### PROBLEM DETAILS
What is the number of lines in the data below that hold the word "HashSet"? Give nothing beyond that number.

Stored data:
***
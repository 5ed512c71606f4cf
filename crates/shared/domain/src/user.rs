//! User domain entity and related types.

use chrono::{DateTime, Utc};
use serde::{Deserialize, Serialize};
use uuid::Uuid;

use crate::constants::{
    ROLE_CUSTOMER, ROLE_EMPLOYEE, TEMPLATE_SUCCESS_CUSTOMER, TEMPLATE_SUCCESS_EMPLOYEE,
    TEMPLATE_WELCOME_CUSTOMER, TEMPLATE_WELCOME_EMPLOYEE,
};

const TYPE_CUSTOMER: &str = "customer";
const TYPE_ORGANIZATION: &str = "organization";

/// Account type. Selects the templates and verification route for a user.
#[derive(Debug, Clone, Copy, Default, PartialEq, Eq, Hash, Serialize, Deserialize)]
#[serde(rename_all = "lowercase")]
pub enum UserType {
    #[default]
    Customer,
    Organization,
}

impl UserType {
    /// Stored representation (`customer` / `organization`).
    pub fn as_str(&self) -> &'static str {
        match self {
            UserType::Customer => TYPE_CUSTOMER,
            UserType::Organization => TYPE_ORGANIZATION,
        }
    }

    /// Label carried by the `UserCreated` event (`Customer` / `Organization`).
    pub fn event_label(&self) -> &'static str {
        match self {
            UserType::Customer => "Customer",
            UserType::Organization => "Organization",
        }
    }

    /// Path segment of the verification route for this type.
    pub fn route_segment(&self) -> &'static str {
        match self {
            UserType::Customer => "customer",
            UserType::Organization => "employee",
        }
    }

    /// Welcome email template file.
    pub fn welcome_template(&self) -> &'static str {
        match self {
            UserType::Organization => TEMPLATE_WELCOME_EMPLOYEE,
            UserType::Customer => TEMPLATE_WELCOME_CUSTOMER,
        }
    }

    /// Verification success page file.
    pub fn success_template(&self) -> &'static str {
        match self {
            UserType::Organization => TEMPLATE_SUCCESS_EMPLOYEE,
            UserType::Customer => TEMPLATE_SUCCESS_CUSTOMER,
        }
    }
}

impl From<&str> for UserType {
    fn from(s: &str) -> Self {
        if s.eq_ignore_ascii_case(TYPE_ORGANIZATION) {
            UserType::Organization
        } else {
            UserType::Customer
        }
    }
}

impl std::fmt::Display for UserType {
    fn fmt(&self, f: &mut std::fmt::Formatter<'_>) -> std::fmt::Result {
        f.write_str(self.as_str())
    }
}

/// User domain entity
#[derive(Debug, Clone, PartialEq, Serialize, Deserialize)]
pub struct User {
    pub id: Uuid,
    pub email: String,
    #[serde(skip_serializing)]
    pub password_hash: String,
    pub roles: Vec<String>,
    pub verified: bool,
    #[serde(skip_serializing)]
    pub verification_token: Option<String>,
    #[serde(rename = "type")]
    pub user_type: UserType,
    pub blocked: bool,
    pub created_at: DateTime<Utc>,
    pub updated_at: DateTime<Utc>,
}

impl User {
    /// Sign-in gate: verified and not locked.
    pub fn can_sign_in(&self) -> bool {
        self.verified && !self.blocked
    }

    /// Mark the account as verified.
    pub fn mark_verified(&mut self) {
        self.verified = true;
        self.updated_at = Utc::now();
    }

    /// Roles joined with `,` as carried in token claims.
    pub fn joined_roles(&self) -> String {
        self.roles.join(",")
    }
}

/// User record before the identity store assigns an id.
#[derive(Debug, Clone, PartialEq)]
pub struct NewUser {
    pub email: String,
    pub password_hash: String,
    pub roles: Vec<String>,
    pub verified: bool,
    pub verification_token: Option<String>,
    pub user_type: UserType,
    pub blocked: bool,
}

impl NewUser {
    /// Unverified customer account with the default role.
    pub fn customer(email: impl Into<String>, password_hash: impl Into<String>) -> Self {
        Self {
            email: email.into(),
            password_hash: password_hash.into(),
            roles: vec![ROLE_CUSTOMER.to_string()],
            verified: false,
            verification_token: None,
            user_type: UserType::Customer,
            blocked: false,
        }
    }

    /// Unverified organization account with the employee role.
    pub fn employee(email: impl Into<String>, password_hash: impl Into<String>) -> Self {
        Self {
            roles: vec![ROLE_EMPLOYEE.to_string()],
            user_type: UserType::Organization,
            ..Self::customer(email, password_hash)
        }
    }

    /// Replace the roles. An empty list keeps the current roles.
    pub fn with_roles<I, S>(mut self, roles: I) -> Self
    where
        I: IntoIterator<Item = S>,
        S: Into<String>,
    {
        let roles: Vec<String> = roles.into_iter().map(Into::into).collect();
        if !roles.is_empty() {
            self.roles = roles;
        }
        self
    }

    pub fn with_type(mut self, user_type: UserType) -> Self {
        self.user_type = user_type;
        self
    }

    pub fn verified(mut self) -> Self {
        self.verified = true;
        self
    }

    pub fn with_verification_token(mut self, token: impl Into<String>) -> Self {
        self.verification_token = Some(token.into());
        self
    }

    /// Materialize the record with a store-assigned id.
    pub fn into_user(self, id: Uuid) -> User {
        let now = Utc::now();
        User {
            id,
            email: self.email,
            password_hash: self.password_hash,
            roles: self.roles,
            verified: self.verified,
            verification_token: self.verification_token,
            user_type: self.user_type,
            blocked: self.blocked,
            created_at: now,
            updated_at: now,
        }
    }
}
//! Route configuration.

use axum::{
    routing::{get, patch, post},
    Router,
};

use super::handlers::{
    sign_in, sign_out, sign_up_customer, sign_up_employee, switch_locked, verify_account,
};
use super::state::AppState;

/// Create the main router with all routes.
pub fn create_router(state: AppState) -> Router {
    Router::new()
        .nest("/api/v1/authentication", authentication_routes())
        .nest("/api/v1/account", account_routes())
        .with_state(state)
}

fn authentication_routes() -> Router<AppState> {
    Router::new()
        .route("/sign-in", post(sign_in))
        .route("/sign-out", post(sign_out))
        .route("/sign-up/customers", post(sign_up_customer))
        .route("/sign-up/employees", post(sign_up_employee))
        .route("/customer/verification/:token", get(verify_account))
        .route("/employee/verification/:token", get(verify_account))
}

fn account_routes() -> Router<AppState> {
    Router::new()
        .route("/verification/:token", get(verify_account))
        .route("/lock", patch(switch_locked))
}
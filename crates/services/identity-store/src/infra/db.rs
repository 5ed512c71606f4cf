//! Database connection and schema management.

use std::collections::HashSet;

use sea_orm::{Database as SeaDatabase, DatabaseConnection, DbErr, EntityTrait, QueryOrder};
use sea_orm_migration::{seaql_migrations, MigratorTrait};

use common::DatabaseConfig;

use super::migrations::Migrator;

/// Identity store connection handle.
#[derive(Clone)]
pub struct Database {
    connection: DatabaseConnection,
}

impl Database {
    /// Connect and apply pending migrations.
    pub async fn connect(config: &DatabaseConfig) -> Result<Self, DbErr> {
        let db = Self::connect_without_migrations(config).await?;
        Migrator::up(&db.connection, None).await?;
        tracing::info!(database = ?config.name, "Identity store connected and migrations applied");
        Ok(db)
    }

    /// Connect without touching the schema (for CLI commands).
    pub async fn connect_without_migrations(config: &DatabaseConfig) -> Result<Self, DbErr> {
        let connection = SeaDatabase::connect(config.connection_url()).await?;
        Ok(Self { connection })
    }

    /// Clone of the pooled connection for repositories.
    pub fn get_connection(&self) -> DatabaseConnection {
        self.connection.clone()
    }

    pub async fn run_migrations(&self) -> Result<(), DbErr> {
        Migrator::up(&self.connection, None).await
    }

    /// Roll back the most recent migration.
    pub async fn rollback_migration(&self) -> Result<(), DbErr> {
        Migrator::down(&self.connection, Some(1)).await
    }

    /// Every known migration paired with whether it has been applied.
    pub async fn migration_status(&self) -> Result<Vec<(String, bool)>, DbErr> {
        let applied: HashSet<String> = seaql_migrations::Entity::find()
            .order_by_asc(seaql_migrations::Column::Version)
            .all(&self.connection)
            .await?
            .into_iter()
            .map(|m| m.version)
            .collect();

        Ok(Migrator::migrations()
            .iter()
            .map(|m| {
                let name = m.name().to_string();
                let is_applied = applied.contains(&name);
                (name, is_applied)
            })
            .collect())
    }

    /// Drop everything and re-apply all migrations.
    pub async fn fresh_migrations(&self) -> Result<(), DbErr> {
        Migrator::fresh(&self.connection).await
    }
}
***
### ANSWER AREA
2